Come si è visto, i casi di Vaccine-induced Immune Thrombotic Thrombocytopenia (VITT) riportati dopo la prima dose hanno riguardato pochi soggetti per milione di vaccinati, prevalentemente di sesso femminile, e concentrati nella fascia di età fra 25 e 60 anni - relazionano dal Gruppo di scienziati -. La mancanza di una definizione del meccanismo eziopatogenetico alla base dei casi di trombosi venosa in sedi atipiche accompagnata da piastrinopenia rende difficile prevedere se, e in quale misura, tali complicazioni possano verificarsi dopo la seconda dose nei soggetti che si trovano nella fascia di età in cui si sono verificati la maggior parte dei casi di VITT.

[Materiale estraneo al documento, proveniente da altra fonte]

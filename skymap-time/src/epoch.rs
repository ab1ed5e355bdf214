//! The J2000 and J2010 reference epochs.

use chrono::{DateTime, TimeZone, Utc};

use skymap_core::constants::{DAYS_PER_JULIAN_CENTURY, MILLIS_PER_DAY};

/// A fixed reference instant used as the time origin of astronomical
/// formulas.
#[derive(Debug, Clone, Copy, PartialEq, Eq)]
pub enum Epoch {
    /// 2000-01-01 12:00:00 UTC.
    J2000,
    /// 2009-12-31 00:00:00 UTC.
    J2010,
}

impl Epoch {
    /// The calendar instant of this epoch.
    pub fn instant(self) -> DateTime<Utc> {
        let (year, month, day, hour) = match self {
            Epoch::J2000 => (2000, 1, 1, 12),
            Epoch::J2010 => (2009, 12, 31, 0),
        };
        Utc.with_ymd_and_hms(year, month, day, hour, 0, 0)
            .single()
            .expect("epoch instants are valid calendar dates")
    }

    /// Signed number of days between this epoch and `when`, positive when
    /// `when` is later.
    ///
    /// Computed at millisecond resolution, then scaled.
    pub fn days_until(self, when: DateTime<Utc>) -> f64 {
        let millis = when.signed_duration_since(self.instant()).num_milliseconds();
        millis as f64 / MILLIS_PER_DAY
    }

    /// Signed number of Julian centuries (36 525 days) between this epoch and
    /// `when`.
    pub fn julian_centuries_until(self, when: DateTime<Utc>) -> f64 {
        self.days_until(when) / DAYS_PER_JULIAN_CENTURY
    }
}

Un’ipotesi patogenetica prevede che Vaxzevria, ed in particolare il vettore adenovirale di cui si serve, possa attivare con meccanismi ancora non definiti la cascata coagulativa e che ciò porti, in soggetti con predisposizioni non identificate, al raro fenomeno trombotico in sedi atipiche. In questo caso è ragionevole attendersi che con la prima somministrazione del vaccino si sia già avuta la cosiddetta “deplezione dei suscettibili”, ovvero una sorta di selezione dei soggetti che per ragioni non note sono più esposti all’azione di questi ipotetici meccanismi protrombotici, e che pertanto eventuali manifestazioni avverse siano ancora più rare a seguito della seconda dose.

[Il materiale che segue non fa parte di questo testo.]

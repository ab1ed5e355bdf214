//! Angle unit conversions and normalization.
//!
//! Every angular quantity in the workspace is an `f64` in **radians**; the
//! functions here convert at the boundaries:
//!
//! | Function | Converts |
//! |----------|----------|
//! | [`from_deg`] / [`to_deg`] | degrees ↔ radians |
//! | [`from_hr`] / [`to_hr`] | hours (24h = τ) ↔ radians |
//! | [`from_arcsec`] | arcseconds → radians |
//! | [`from_dms`] | degrees/arcminutes/arcseconds → radians (validated) |
//! | [`normalize_positive`] | any radians → `[0, τ)` |
//!
//! Normalization goes through [`RightOpenInterval::reduce`], which guarantees
//! both containment in `[0, τ)` and periodicity:
//! `normalize_positive(r + τ) == normalize_positive(r)` up to rounding.

use crate::constants::{
    MINUTES_PER_DEGREE, RAD_PER_ARCSEC, RAD_PER_DEG, RAD_PER_HOUR, SECONDS_PER_MINUTE, TAU,
};
use crate::errors::{MathError, MathResult};
use crate::interval::RightOpenInterval;

const FULL_TURN: RightOpenInterval = RightOpenInterval::of_const(0.0, TAU);
const SEXAGESIMAL: RightOpenInterval = RightOpenInterval::of_const(0.0, 60.0);

/// Reduces any radian value into `[0, τ)`.
#[inline]
pub fn normalize_positive(rad: f64) -> f64 {
    FULL_TURN.reduce(rad)
}

/// Converts degrees to radians.
#[inline]
pub fn from_deg(deg: f64) -> f64 {
    deg * RAD_PER_DEG
}

/// Converts radians to degrees.
#[inline]
pub fn to_deg(rad: f64) -> f64 {
    rad.to_degrees()
}

/// Converts hours to radians (24 hours per turn).
#[inline]
pub fn from_hr(hr: f64) -> f64 {
    hr * RAD_PER_HOUR
}

/// Converts radians to hours.
#[inline]
pub fn to_hr(rad: f64) -> f64 {
    rad / RAD_PER_HOUR
}

/// Converts arcseconds to radians.
#[inline]
pub fn from_arcsec(arcsec: f64) -> f64 {
    arcsec * RAD_PER_ARCSEC
}

/// Converts a degrees/arcminutes/arcseconds triple to radians.
///
/// Fails if `deg` is negative or if `min` or `sec` lies outside `[0, 60)`.
pub fn from_dms(deg: i32, min: i32, sec: f64) -> MathResult<f64> {
    if deg < 0 {
        return Err(MathError::NegativeDegrees(deg));
    }

    let mut total_arcsec = SEXAGESIMAL.check(sec)?;
    total_arcsec += SEXAGESIMAL.check(f64::from(min))? * SECONDS_PER_MINUTE;
    total_arcsec += f64::from(deg) * MINUTES_PER_DEGREE * SECONDS_PER_MINUTE;

    Ok(total_arcsec * RAD_PER_ARCSEC)
}

#[cfg(test)]
mod tests {
    use super::*;
    use approx::assert_abs_diff_eq;
    use std::f64::consts::PI;

    #[test]
    fn test_normalize_positive_range() {
        for r in [-10.0, -PI, -0.1, 0.0, 0.1, PI, 10.0, 100.0] {
            let n = normalize_positive(r);
            assert!((0.0..TAU).contains(&n), "normalize({r}) = {n}");
        }
    }

    #[test]
    fn test_normalize_positive_periodic() {
        for r in [-5.0, -0.5, 0.0, 1.0, 3.0] {
            assert_abs_diff_eq!(
                normalize_positive(r + TAU),
                normalize_positive(r),
                epsilon = 1e-12
            );
        }
    }

    #[test]
    fn test_deg_round_trip() {
        assert_abs_diff_eq!(from_deg(180.0), PI, epsilon = 1e-15);
        assert_abs_diff_eq!(to_deg(PI / 2.0), 90.0, epsilon = 1e-12);
    }

    #[test]
    fn test_hr_is_fifteen_degrees() {
        assert_abs_diff_eq!(from_hr(1.0), from_deg(15.0), epsilon = 1e-15);
        assert_abs_diff_eq!(to_hr(from_deg(30.0)), 2.0, epsilon = 1e-12);
    }

    #[test]
    fn test_arcsec() {
        assert_abs_diff_eq!(from_arcsec(3600.0), from_deg(1.0), epsilon = 1e-15);
    }

    #[test]
    fn test_dms() {
        // 1°30'00" = 1.5°
        assert_abs_diff_eq!(from_dms(1, 30, 0.0).unwrap(), from_deg(1.5), epsilon = 1e-15);
        // obliquity-style value
        assert_abs_diff_eq!(
            from_dms(23, 26, 21.45).unwrap(),
            from_deg(23.0 + 26.0 / 60.0 + 21.45 / 3600.0),
            epsilon = 1e-12
        );
    }

    #[test]
    fn test_dms_rejects_invalid_components() {
        assert!(from_dms(-1, 0, 0.0).is_err());
        assert!(from_dms(0, 60, 0.0).is_err());
        assert!(from_dms(0, -1, 0.0).is_err());
        assert!(from_dms(0, 0, 60.0).is_err());
        assert!(from_dms(0, 0, -0.5).is_err());
    }
}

Un’ipotesi alternativa porta a supporre che alla base delle manifestazioni trombotiche vi possa essere un meccanismo auto-immune, con la produzione di auto-anticorpi in grado di attivare la coagulazione. Questa ipotesi è stata suggerita dal gruppo tedesco di Greinacher e recentemente pubblicata sul New England Journal of Medicine, e prevede che Vaxzevria induca la produzione di auto-anticorpi che, attraverso un’interazione con il Platelet Factor 4, sono in grado di attivare le piastrine e la coagulazione in generale, provocando un quadro pro-trombotico simile a quello che si osserva in corso di piastrinopenia da eparina (HIT).

Analoghe osservazioni della presenza di anticorpi anti-PF4 in soggetti con VITT sono state riportate anche da altri Gruppi, ed anche in associazione con un altro vaccino con vettore adenovirale. In questa ipotesi la riesposizione al vaccino potrebbe portare a manifestazioni cliniche importanti in alcuni soggetti che in occasione della prima dose avevano già attivato una risposta immunitaria anomala, anche se clinicamente non evidente.

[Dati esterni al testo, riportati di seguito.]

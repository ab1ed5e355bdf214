//! Analytic models of the apparent geocentric positions of the planets.

use skymap_core::angle;
use skymap_core::constants::{PI, RAD_PER_ARCSEC, RAD_PER_DEG, TAU};
use skymap_core::math::asin_safe;
use skymap_coords::{EclipticCoordinates, EclipticToEquatorial};
use skymap_objects::Planet;

use crate::errors::EphemerisResult;
use crate::model::CelestialObjectModel;

/// Mean orbital angular speed of the Earth, radians per day.
const MEAN_MOTION: f64 = TAU / 365.242191;

/// The elliptic model of one planet.
///
/// Each planet is a set of orbital elements referred to J2010; evaluating the
/// model also evaluates the [`EARTH`](Self::EARTH) elements at the same
/// instant, since the apparent position depends on where the Earth is on its
/// own orbit. Inner planets (Mercury, Venus) use a different geocentric
/// longitude formula than the outer ones.
#[derive(Debug, Clone, Copy)]
pub struct PlanetModel {
    name: &'static str,
    tropical_year: f64,
    lon_at_epoch: f64,
    lon_perigee: f64,
    eccentricity: f64,
    semi_major_axis: f64,
    inclination: f64,
    ascending_node_lon: f64,
    angular_size_1au: f64,
    magnitude_1au: f64,
    inner: bool,
}

impl PlanetModel {
    #[allow(clippy::too_many_arguments)]
    const fn new(
        name: &'static str,
        inner: bool,
        tropical_year: f64,
        lon_at_epoch_deg: f64,
        lon_perigee_deg: f64,
        eccentricity: f64,
        semi_major_axis: f64,
        inclination_deg: f64,
        ascending_node_deg: f64,
        angular_size_arcsec: f64,
        magnitude_1au: f64,
    ) -> Self {
        Self {
            name,
            tropical_year,
            lon_at_epoch: lon_at_epoch_deg * RAD_PER_DEG,
            lon_perigee: lon_perigee_deg * RAD_PER_DEG,
            eccentricity,
            semi_major_axis,
            inclination: inclination_deg * RAD_PER_DEG,
            ascending_node_lon: ascending_node_deg * RAD_PER_DEG,
            angular_size_1au: angular_size_arcsec * RAD_PER_ARCSEC,
            magnitude_1au,
            inner,
        }
    }

    pub const MERCURY: PlanetModel = PlanetModel::new(
        "Mercury", true, 0.24085, 75.5671, 77.612, 0.205627, 0.387098, 7.0051, 48.449, 6.74,
        -0.42,
    );
    pub const VENUS: PlanetModel = PlanetModel::new(
        "Venus", true, 0.615207, 272.30044, 131.54, 0.006812, 0.723329, 3.3947, 76.769, 16.92,
        -4.40,
    );
    /// The Earth's own elements, only ever evaluated as the observer's orbit.
    pub const EARTH: PlanetModel = PlanetModel::new(
        "Earth", false, 0.999996, 99.556772, 103.2055, 0.016671, 0.999985, 0.0, 0.0, 0.0, 0.0,
    );
    pub const MARS: PlanetModel = PlanetModel::new(
        "Mars", false, 1.880765, 109.09646, 336.217, 0.093348, 1.523689, 1.8497, 49.632, 9.36,
        -1.52,
    );
    pub const JUPITER: PlanetModel = PlanetModel::new(
        "Jupiter", false, 11.857911, 337.917132, 14.6633, 0.048907, 5.20278, 1.3035, 100.595,
        196.74, -9.40,
    );
    pub const SATURN: PlanetModel = PlanetModel::new(
        "Saturn", false, 29.310579, 172.398316, 89.567, 0.053853, 9.51134, 2.4873, 113.752,
        165.60, -8.88,
    );
    pub const URANUS: PlanetModel = PlanetModel::new(
        "Uranus", false, 84.039492, 356.135400, 172.884833, 0.046321, 19.21814, 0.773059,
        73.926961, 65.80, -7.19,
    );
    pub const NEPTUNE: PlanetModel = PlanetModel::new(
        "Neptune", false, 165.84539, 326.895127, 23.07, 0.010483, 30.1985, 1.7673, 131.879,
        62.20, -6.87,
    );

    /// All eight models, in order of distance from the Sun.
    pub const ALL: [PlanetModel; 8] = [
        Self::MERCURY,
        Self::VENUS,
        Self::EARTH,
        Self::MARS,
        Self::JUPITER,
        Self::SATURN,
        Self::URANUS,
        Self::NEPTUNE,
    ];

    /// The seven planets observable from Earth, in order of distance from
    /// the Sun.
    pub const OBSERVABLE: [PlanetModel; 7] = [
        Self::MERCURY,
        Self::VENUS,
        Self::MARS,
        Self::JUPITER,
        Self::SATURN,
        Self::URANUS,
        Self::NEPTUNE,
    ];

    /// The planet's name.
    pub fn name(&self) -> &'static str {
        self.name
    }

    /// Heliocentric orbital radius (in AU) and ecliptic longitude at the
    /// given instant.
    fn orbital_position(&self, days_since_j2010: f64) -> (f64, f64) {
        let mean_anomaly = MEAN_MOTION * (days_since_j2010 / self.tropical_year)
            + self.lon_at_epoch
            - self.lon_perigee;
        let true_anomaly = mean_anomaly + 2.0 * self.eccentricity * mean_anomaly.sin();
        let radius = self.semi_major_axis * (1.0 - self.eccentricity * self.eccentricity)
            / (1.0 + self.eccentricity * true_anomaly.cos());
        (radius, true_anomaly + self.lon_perigee)
    }
}

impl CelestialObjectModel for PlanetModel {
    type Object = Planet;

    fn at(
        &self,
        days_since_j2010: f64,
        conversion: &EclipticToEquatorial,
    ) -> EphemerisResult<Planet> {
        let (radius, helio_lon) = self.orbital_position(days_since_j2010);

        let lon_from_node = helio_lon - self.ascending_node_lon;
        let helio_lat = asin_safe(lon_from_node.sin() * self.inclination.sin());
        let projected_radius = radius * helio_lat.cos();
        let projected_lon = f64::atan2(
            lon_from_node.sin() * self.inclination.cos(),
            lon_from_node.cos(),
        ) + self.ascending_node_lon;

        let (earth_radius, earth_lon) = Self::EARTH.orbital_position(days_since_j2010);

        let geo_lon = if self.inner {
            PI + earth_lon
                + f64::atan2(
                    projected_radius * (earth_lon - projected_lon).sin(),
                    earth_radius - projected_radius * (earth_lon - projected_lon).cos(),
                )
        } else {
            projected_lon
                + f64::atan2(
                    earth_radius * (projected_lon - earth_lon).sin(),
                    projected_radius - earth_radius * (projected_lon - earth_lon).cos(),
                )
        };
        let geo_lat = (projected_radius * helio_lat.tan() * (geo_lon - projected_lon).sin()
            / (earth_radius * (projected_lon - earth_lon).sin()))
        .atan();

        let distance = (earth_radius * earth_radius + radius * radius
            - 2.0 * earth_radius * radius * (helio_lon - earth_lon).cos() * helio_lat.cos())
        .sqrt();
        let angular_size = self.angular_size_1au / distance;

        let phase = (1.0 + (geo_lon - helio_lon).cos()) / 2.0;
        let magnitude = self.magnitude_1au + 5.0 * (radius * distance / phase.sqrt()).log10();

        let ecliptic_pos =
            EclipticCoordinates::new(angle::normalize_positive(geo_lon), geo_lat)?;
        let equatorial_pos = conversion.apply(&ecliptic_pos)?;
        Ok(Planet::new(self.name, equatorial_pos, angular_size, magnitude)?)
    }
}

#[cfg(test)]
mod tests {
    use super::*;
    use approx::assert_abs_diff_eq;
    use chrono::{TimeZone, Utc};
    use skymap_time::Epoch;

    fn nov_22_2003() -> (f64, EclipticToEquatorial) {
        let when = Utc.with_ymd_and_hms(2003, 11, 22, 0, 0, 0).unwrap();
        (Epoch::J2010.days_until(when), EclipticToEquatorial::new(when))
    }

    #[test]
    fn test_outer_planet_textbook() {
        // Jupiter on 2003-11-22: α ≈ 11h11m14s, δ ≈ 6°21'25".
        let (days, conversion) = nov_22_2003();
        let jupiter = PlanetModel::JUPITER.at(days, &conversion).unwrap();

        assert_abs_diff_eq!(
            jupiter.record().equatorial_pos().ra_hr(),
            11.187154,
            epsilon = 1e-4
        );
        assert_abs_diff_eq!(
            jupiter.record().equatorial_pos().dec_deg(),
            6.356635,
            epsilon = 1e-4
        );
    }

    #[test]
    fn test_inner_planet_textbook() {
        // Mercury on 2003-11-22: α ≈ 16h49m12s, δ ≈ -24°30'9".
        let (days, conversion) = nov_22_2003();
        let mercury = PlanetModel::MERCURY.at(days, &conversion).unwrap();

        assert_abs_diff_eq!(
            mercury.record().equatorial_pos().ra_hr(),
            16.820074,
            epsilon = 1e-4
        );
        assert_abs_diff_eq!(
            mercury.record().equatorial_pos().dec_deg(),
            -24.500872,
            epsilon = 1e-4
        );
    }

    #[test]
    fn test_jupiter_size_and_magnitude() {
        let (days, conversion) = nov_22_2003();
        let jupiter = PlanetModel::JUPITER.at(days, &conversion).unwrap();

        assert_abs_diff_eq!(
            jupiter.record().angular_size() / RAD_PER_ARCSEC,
            35.111411,
            epsilon = 1e-3
        );
        assert_abs_diff_eq!(jupiter.record().magnitude(), -1.988565, epsilon = 1e-3);
    }

    #[test]
    fn test_observable_excludes_earth() {
        assert_eq!(PlanetModel::OBSERVABLE.len(), 7);
        assert!(PlanetModel::OBSERVABLE.iter().all(|p| p.name() != "Earth"));
        assert_eq!(PlanetModel::ALL.len(), 8);
    }
}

Anche se nella “classica” HIT non vi è evidenza che la ri-esposizione all’eparina a distanza di più di 3 mesi dal primo episodio sia associata ad una ricomparsa del fenomeno, nel setting particolare della vaccinazione con Vaxzevria non si può escludere che un soggetto che non abbia sviluppato la rara reazione coinvolgente le piastrine con la prima dose, non possa farlo con la seconda. Alla data del 12 maggio 2021 sono stati riportati da parte della Medicines & Healthcare products Regulatory Agency (MHRA) inglese 15 casi di trombosi atipiche con piastrinopenia su circa 9 milioni di seconde dosi di Vaxzevria somministrate, il che sembrerebbe corrispondere, al momento, ad un segnale più debole di quello riscontrato per le prime dosi e comunque definibile come molto raro.

Benché tale dato sembri avvalorare l’ipotesi della “deplezione dei suscettibili”, e rassicurare sulla somministrazione delle seconde dosi, va osservato che non sono disponibili al momento informazioni sull’età e sesso di questi ultimi casi. Pertanto la sicurezza della somministrazione di Vaxzevria nei soggetti di età inferiore a 60 anni rimane un tema ancora aperto, e sul quale vi sono margini di incertezza.

Nonostante queste incertezze, il gruppo di lavoro emostasi e trombosi ritiene che il completamento della schedula vaccinale rappresenti la strategia di contrasto alla diffusione del virus Sars-Cov-2 che garantisce il migliore livello di protezione. Nel contempo, l’attenta attività di farmacovigilanza già in atto consentirà di raccogliere dati aggiornati e stabilire l’eventuale necessità di formulare ulteriori raccomandazioni volte ad ottimizzare, ove appropriato, il profilo beneficio/rischio nel singolo paziente.